-- Extracted material follows --
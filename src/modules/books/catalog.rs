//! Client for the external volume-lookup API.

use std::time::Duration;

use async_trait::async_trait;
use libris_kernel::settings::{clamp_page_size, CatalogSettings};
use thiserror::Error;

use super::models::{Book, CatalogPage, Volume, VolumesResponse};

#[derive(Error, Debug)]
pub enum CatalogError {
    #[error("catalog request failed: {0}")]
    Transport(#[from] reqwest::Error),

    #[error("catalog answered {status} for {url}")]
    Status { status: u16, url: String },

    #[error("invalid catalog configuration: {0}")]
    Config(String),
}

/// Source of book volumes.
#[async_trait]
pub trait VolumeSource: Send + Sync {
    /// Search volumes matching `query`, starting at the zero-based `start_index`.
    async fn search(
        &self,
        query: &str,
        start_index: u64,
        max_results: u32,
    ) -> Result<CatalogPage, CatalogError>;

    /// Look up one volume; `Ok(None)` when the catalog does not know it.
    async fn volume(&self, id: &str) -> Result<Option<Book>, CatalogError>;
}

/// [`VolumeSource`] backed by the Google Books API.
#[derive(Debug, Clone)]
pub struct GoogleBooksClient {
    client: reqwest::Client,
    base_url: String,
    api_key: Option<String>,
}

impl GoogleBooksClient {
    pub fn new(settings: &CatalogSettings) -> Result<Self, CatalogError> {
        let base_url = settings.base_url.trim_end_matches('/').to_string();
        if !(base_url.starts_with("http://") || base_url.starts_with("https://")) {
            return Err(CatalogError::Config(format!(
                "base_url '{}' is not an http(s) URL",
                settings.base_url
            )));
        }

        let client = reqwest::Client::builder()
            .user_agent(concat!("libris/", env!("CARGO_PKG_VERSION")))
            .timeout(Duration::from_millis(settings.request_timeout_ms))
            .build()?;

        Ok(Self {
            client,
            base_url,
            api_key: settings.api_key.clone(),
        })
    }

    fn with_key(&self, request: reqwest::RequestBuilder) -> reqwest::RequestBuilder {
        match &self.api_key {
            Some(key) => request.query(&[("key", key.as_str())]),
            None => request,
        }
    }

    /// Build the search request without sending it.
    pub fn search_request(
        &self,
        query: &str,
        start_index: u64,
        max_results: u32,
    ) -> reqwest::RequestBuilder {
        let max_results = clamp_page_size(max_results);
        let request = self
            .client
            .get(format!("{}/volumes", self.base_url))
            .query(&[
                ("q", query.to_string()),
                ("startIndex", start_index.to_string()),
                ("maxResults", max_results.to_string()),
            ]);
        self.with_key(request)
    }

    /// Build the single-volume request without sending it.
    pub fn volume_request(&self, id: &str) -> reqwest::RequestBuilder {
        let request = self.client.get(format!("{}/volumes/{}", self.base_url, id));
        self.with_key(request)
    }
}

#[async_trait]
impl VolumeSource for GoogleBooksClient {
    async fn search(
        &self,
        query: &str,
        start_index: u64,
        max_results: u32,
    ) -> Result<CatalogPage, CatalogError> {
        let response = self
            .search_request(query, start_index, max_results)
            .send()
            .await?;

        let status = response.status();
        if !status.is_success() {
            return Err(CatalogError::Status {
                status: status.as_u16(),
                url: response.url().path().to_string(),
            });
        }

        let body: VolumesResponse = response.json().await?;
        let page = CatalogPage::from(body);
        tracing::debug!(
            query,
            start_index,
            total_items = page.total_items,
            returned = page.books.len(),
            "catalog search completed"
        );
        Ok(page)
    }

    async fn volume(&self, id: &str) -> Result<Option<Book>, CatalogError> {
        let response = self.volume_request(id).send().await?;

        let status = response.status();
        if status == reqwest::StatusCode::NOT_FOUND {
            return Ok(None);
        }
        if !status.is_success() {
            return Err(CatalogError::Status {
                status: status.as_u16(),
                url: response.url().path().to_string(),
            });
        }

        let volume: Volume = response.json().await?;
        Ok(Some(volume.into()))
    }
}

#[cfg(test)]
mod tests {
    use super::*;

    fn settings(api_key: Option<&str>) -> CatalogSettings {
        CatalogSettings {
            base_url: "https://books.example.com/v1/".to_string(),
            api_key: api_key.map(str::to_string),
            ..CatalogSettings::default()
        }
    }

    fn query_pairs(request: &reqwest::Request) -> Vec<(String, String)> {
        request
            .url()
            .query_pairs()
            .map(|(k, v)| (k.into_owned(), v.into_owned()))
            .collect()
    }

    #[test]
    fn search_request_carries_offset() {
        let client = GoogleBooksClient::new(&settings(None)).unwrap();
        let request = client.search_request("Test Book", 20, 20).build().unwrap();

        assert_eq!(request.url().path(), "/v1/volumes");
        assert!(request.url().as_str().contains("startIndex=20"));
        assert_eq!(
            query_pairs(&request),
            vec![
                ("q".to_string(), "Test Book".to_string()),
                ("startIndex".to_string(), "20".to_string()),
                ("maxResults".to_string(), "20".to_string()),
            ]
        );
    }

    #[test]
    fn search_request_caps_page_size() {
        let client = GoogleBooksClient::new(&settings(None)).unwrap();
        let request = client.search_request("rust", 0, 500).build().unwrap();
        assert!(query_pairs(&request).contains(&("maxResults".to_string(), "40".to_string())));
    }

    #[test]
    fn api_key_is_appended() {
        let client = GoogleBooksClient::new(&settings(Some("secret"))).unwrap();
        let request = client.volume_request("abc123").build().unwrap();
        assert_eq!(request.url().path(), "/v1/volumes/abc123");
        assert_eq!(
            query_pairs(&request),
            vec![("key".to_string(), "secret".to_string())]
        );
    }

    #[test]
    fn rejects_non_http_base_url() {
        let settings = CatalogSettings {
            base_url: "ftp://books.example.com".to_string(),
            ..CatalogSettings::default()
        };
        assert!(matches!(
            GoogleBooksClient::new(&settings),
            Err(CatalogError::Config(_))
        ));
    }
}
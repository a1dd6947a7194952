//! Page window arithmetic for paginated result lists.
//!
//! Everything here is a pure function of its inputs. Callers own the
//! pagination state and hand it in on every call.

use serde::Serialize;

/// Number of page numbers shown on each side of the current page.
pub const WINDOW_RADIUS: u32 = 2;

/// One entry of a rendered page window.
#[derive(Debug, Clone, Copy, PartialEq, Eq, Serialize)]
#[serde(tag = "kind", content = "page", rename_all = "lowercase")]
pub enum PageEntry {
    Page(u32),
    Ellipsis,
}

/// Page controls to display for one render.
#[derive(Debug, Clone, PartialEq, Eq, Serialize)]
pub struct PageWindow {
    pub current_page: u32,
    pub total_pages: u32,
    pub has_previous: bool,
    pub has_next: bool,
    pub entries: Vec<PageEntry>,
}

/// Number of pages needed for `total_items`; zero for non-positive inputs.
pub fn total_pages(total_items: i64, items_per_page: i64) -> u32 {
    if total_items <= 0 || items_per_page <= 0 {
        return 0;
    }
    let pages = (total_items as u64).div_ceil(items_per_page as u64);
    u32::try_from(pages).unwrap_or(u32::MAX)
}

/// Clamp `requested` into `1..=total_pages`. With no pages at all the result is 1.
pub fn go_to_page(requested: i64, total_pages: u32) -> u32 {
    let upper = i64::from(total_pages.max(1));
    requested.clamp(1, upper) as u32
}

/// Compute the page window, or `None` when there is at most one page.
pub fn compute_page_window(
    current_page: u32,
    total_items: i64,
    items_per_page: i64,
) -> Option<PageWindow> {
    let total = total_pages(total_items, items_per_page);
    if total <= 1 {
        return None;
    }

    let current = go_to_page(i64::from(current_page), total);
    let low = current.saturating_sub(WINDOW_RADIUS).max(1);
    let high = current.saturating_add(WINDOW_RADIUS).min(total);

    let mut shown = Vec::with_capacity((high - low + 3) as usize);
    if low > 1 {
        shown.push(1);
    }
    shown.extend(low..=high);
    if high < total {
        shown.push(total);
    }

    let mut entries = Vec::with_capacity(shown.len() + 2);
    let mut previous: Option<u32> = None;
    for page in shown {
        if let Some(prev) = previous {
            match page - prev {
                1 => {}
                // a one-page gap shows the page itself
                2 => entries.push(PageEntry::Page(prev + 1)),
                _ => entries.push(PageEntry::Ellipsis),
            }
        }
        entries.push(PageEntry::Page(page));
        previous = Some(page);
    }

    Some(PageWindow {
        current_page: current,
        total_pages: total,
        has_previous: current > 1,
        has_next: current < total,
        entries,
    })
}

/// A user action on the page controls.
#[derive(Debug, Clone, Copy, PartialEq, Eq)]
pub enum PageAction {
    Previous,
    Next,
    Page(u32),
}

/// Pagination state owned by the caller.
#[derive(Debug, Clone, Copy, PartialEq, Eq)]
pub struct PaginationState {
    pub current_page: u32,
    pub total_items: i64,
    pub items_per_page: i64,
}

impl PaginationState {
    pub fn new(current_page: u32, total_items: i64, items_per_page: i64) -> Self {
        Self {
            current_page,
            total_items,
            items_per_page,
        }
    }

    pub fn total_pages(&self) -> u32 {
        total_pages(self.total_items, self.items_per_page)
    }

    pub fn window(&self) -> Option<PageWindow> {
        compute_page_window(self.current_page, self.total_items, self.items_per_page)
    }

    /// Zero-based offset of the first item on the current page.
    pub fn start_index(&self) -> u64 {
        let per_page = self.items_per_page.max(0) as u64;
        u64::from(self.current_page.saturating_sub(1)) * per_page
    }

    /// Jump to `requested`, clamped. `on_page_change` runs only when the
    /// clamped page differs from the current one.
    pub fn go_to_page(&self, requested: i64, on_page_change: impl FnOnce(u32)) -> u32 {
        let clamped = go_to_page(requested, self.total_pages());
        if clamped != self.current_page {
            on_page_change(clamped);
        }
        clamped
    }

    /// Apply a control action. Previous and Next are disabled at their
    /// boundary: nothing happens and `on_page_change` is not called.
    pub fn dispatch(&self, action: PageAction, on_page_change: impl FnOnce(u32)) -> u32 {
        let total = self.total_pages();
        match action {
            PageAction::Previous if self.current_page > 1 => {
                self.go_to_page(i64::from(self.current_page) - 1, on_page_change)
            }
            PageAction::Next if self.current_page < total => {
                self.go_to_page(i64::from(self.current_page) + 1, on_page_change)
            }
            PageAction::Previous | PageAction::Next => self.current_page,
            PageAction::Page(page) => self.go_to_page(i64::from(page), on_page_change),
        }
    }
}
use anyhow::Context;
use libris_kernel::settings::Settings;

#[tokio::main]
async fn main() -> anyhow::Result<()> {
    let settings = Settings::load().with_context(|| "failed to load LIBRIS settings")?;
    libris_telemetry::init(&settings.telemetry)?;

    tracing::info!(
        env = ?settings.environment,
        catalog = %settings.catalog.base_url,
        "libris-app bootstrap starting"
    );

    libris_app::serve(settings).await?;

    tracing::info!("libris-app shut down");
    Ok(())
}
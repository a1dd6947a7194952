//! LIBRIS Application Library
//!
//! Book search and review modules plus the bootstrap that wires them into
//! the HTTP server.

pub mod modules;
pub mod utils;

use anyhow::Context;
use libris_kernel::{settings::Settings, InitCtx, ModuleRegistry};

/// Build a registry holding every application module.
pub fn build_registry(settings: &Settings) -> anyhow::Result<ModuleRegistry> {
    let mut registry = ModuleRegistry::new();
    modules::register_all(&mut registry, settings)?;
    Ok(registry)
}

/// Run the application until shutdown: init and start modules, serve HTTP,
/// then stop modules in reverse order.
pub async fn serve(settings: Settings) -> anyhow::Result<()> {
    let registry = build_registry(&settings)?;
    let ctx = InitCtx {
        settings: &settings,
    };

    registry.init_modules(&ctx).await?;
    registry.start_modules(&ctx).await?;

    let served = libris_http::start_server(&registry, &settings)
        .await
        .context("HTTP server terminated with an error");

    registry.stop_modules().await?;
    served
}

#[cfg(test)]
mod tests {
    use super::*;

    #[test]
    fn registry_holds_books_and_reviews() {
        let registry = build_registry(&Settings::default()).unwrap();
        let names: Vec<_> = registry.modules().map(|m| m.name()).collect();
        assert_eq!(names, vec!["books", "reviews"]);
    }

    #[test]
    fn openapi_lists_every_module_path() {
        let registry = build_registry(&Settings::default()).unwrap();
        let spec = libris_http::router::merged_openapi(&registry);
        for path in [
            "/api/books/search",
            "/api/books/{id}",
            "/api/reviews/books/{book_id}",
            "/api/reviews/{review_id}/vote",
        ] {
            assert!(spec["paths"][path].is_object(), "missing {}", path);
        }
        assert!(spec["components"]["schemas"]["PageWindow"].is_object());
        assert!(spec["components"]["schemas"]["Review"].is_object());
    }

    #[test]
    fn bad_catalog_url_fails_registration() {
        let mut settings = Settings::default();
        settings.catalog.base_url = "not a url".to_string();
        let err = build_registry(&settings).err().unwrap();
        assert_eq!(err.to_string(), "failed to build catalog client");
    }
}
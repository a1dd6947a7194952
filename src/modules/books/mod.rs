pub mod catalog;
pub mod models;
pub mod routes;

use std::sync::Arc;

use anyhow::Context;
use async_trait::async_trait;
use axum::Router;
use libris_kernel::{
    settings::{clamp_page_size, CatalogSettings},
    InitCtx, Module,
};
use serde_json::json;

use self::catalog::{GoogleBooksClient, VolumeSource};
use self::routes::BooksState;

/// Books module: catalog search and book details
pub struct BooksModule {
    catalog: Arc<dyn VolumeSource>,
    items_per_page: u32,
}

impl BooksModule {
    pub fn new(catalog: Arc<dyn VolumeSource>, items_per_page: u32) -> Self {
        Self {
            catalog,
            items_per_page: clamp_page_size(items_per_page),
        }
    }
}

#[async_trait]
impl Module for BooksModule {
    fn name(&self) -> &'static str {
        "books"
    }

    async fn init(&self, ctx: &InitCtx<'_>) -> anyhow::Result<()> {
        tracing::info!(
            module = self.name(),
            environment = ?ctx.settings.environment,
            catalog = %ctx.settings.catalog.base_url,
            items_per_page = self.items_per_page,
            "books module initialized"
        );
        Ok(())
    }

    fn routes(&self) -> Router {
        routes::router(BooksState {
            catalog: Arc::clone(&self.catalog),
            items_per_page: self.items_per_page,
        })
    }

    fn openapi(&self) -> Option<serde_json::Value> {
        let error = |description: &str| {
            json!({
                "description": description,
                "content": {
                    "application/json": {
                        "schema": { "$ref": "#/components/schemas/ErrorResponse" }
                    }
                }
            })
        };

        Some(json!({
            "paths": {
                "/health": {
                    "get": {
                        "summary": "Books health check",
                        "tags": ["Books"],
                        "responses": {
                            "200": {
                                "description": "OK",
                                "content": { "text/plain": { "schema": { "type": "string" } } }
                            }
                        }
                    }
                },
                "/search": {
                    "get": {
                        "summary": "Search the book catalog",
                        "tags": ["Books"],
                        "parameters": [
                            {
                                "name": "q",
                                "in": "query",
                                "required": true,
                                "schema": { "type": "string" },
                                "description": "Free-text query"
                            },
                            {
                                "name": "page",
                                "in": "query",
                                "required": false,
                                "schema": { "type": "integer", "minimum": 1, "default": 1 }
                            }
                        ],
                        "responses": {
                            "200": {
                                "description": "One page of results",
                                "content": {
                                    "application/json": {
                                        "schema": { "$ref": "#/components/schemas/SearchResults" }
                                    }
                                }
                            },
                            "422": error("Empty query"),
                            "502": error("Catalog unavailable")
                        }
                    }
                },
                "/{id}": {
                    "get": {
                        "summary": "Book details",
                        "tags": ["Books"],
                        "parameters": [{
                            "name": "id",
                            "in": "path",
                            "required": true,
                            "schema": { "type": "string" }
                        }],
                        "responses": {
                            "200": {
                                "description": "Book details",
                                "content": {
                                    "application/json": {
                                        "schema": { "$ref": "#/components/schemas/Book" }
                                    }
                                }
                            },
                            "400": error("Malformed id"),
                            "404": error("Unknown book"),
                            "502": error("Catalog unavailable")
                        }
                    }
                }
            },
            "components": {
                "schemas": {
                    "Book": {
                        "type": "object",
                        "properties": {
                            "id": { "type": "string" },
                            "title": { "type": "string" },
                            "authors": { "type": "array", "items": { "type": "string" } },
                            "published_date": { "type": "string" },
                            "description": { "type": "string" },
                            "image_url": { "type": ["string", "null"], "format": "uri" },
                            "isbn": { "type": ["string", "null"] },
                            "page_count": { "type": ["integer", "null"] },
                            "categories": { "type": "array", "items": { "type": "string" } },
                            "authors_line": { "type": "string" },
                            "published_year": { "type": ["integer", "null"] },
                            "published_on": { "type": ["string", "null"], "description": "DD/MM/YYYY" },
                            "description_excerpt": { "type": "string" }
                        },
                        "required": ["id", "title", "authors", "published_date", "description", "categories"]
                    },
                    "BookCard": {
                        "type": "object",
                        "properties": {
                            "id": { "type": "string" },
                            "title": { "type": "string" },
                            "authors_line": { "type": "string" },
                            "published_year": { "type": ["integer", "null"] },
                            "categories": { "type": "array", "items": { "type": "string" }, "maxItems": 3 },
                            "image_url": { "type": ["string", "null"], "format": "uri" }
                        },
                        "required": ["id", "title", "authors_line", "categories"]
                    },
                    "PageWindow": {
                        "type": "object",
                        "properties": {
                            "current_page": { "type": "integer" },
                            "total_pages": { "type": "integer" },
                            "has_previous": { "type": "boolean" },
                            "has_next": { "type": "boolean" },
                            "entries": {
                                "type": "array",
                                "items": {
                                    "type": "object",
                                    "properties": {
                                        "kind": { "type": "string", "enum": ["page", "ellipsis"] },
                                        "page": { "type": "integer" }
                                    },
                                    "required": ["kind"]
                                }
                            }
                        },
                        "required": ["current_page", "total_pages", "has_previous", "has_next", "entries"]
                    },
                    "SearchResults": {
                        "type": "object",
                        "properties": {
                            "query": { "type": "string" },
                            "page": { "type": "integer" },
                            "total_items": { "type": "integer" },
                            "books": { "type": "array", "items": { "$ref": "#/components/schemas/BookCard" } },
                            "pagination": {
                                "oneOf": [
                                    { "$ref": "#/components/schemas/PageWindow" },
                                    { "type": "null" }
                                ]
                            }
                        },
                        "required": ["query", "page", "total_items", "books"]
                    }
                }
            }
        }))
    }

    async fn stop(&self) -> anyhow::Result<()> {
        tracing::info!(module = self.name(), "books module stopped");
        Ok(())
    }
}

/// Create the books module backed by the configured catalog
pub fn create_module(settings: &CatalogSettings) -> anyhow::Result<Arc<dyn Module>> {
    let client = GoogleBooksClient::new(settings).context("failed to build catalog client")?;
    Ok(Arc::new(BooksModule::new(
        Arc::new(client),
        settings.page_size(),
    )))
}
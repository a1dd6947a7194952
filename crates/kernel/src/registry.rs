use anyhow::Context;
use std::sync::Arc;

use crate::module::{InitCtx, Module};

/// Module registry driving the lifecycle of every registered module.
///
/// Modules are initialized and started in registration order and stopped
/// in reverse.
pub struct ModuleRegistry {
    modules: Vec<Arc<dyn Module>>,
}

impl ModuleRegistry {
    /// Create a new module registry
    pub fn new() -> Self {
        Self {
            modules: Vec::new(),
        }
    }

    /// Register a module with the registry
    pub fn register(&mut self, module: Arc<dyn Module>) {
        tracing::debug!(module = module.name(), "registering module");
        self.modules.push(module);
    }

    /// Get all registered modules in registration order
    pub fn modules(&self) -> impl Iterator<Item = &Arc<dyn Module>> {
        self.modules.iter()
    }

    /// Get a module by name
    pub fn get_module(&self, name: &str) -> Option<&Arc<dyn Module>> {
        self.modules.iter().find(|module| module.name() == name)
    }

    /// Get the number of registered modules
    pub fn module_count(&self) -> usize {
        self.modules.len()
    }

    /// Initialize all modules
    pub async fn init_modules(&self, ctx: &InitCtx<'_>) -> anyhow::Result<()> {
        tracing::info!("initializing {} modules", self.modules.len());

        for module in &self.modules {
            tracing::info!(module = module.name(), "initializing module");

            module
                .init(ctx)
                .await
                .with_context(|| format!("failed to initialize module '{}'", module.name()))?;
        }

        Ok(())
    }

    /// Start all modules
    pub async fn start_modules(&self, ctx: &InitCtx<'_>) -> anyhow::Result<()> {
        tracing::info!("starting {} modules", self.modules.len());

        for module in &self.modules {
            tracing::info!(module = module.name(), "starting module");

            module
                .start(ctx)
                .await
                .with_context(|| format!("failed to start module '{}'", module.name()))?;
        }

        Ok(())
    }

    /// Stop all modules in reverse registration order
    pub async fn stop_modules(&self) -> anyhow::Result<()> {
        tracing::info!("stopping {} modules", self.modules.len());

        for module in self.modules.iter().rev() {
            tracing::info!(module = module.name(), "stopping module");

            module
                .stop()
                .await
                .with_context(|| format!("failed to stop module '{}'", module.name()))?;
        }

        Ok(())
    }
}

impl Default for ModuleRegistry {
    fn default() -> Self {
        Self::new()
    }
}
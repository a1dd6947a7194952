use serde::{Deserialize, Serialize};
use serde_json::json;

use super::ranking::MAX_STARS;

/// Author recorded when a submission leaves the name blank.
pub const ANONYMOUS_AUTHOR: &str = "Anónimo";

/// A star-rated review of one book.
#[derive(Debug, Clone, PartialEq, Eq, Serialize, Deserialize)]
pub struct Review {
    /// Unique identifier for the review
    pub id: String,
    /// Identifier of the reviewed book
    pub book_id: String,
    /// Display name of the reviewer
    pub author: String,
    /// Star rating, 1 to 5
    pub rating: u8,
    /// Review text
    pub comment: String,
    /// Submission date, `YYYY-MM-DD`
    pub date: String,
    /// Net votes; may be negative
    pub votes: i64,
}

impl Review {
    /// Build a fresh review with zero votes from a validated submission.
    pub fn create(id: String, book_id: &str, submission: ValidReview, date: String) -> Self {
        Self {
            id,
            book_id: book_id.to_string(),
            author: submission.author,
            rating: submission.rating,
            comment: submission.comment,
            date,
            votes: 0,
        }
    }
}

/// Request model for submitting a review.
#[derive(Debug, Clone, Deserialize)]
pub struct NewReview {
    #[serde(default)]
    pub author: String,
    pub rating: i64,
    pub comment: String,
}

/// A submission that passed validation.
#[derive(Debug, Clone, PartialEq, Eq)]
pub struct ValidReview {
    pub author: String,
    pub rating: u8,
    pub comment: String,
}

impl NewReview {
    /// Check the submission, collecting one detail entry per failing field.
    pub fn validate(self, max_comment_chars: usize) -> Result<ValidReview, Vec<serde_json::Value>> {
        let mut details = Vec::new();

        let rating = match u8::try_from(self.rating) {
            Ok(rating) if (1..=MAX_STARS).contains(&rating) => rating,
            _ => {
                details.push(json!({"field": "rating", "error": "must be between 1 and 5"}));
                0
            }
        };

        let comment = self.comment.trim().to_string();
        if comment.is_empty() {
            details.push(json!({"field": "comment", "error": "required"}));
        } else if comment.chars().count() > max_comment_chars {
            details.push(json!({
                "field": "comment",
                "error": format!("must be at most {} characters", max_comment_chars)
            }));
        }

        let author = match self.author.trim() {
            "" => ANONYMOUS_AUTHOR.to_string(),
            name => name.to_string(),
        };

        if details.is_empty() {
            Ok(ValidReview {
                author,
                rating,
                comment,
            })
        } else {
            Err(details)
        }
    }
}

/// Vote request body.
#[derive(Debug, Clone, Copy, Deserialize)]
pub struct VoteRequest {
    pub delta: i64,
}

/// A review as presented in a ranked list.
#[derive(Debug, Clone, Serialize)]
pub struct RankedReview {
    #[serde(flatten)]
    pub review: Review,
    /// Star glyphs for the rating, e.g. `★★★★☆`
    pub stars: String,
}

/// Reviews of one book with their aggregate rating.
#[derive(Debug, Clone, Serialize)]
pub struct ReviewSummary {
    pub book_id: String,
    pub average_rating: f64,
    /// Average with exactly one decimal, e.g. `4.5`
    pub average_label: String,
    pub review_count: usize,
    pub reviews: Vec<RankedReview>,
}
-- Extracted material concluded --
* **Task goal**
In the entries above, find every line with the word "CatalogError" and list it.

* **Task answer**
pub enum CatalogError {
    ) -> Result<CatalogPage, CatalogError>;
    async fn volume(&self, id: &str) -> Result<Option<Book>, CatalogError>;
    pub fn new(settings: &CatalogSettings) -> Result<Self, CatalogError> {
            return Err(CatalogError::Config(format!(
    ) -> Result<CatalogPage, CatalogError> {
            return Err(CatalogError::Status {
    async fn volume(&self, id: &str) -> Result<Option<Book>, CatalogError> {
            return Err(CatalogError::Status {
            Err(CatalogError::Config(_))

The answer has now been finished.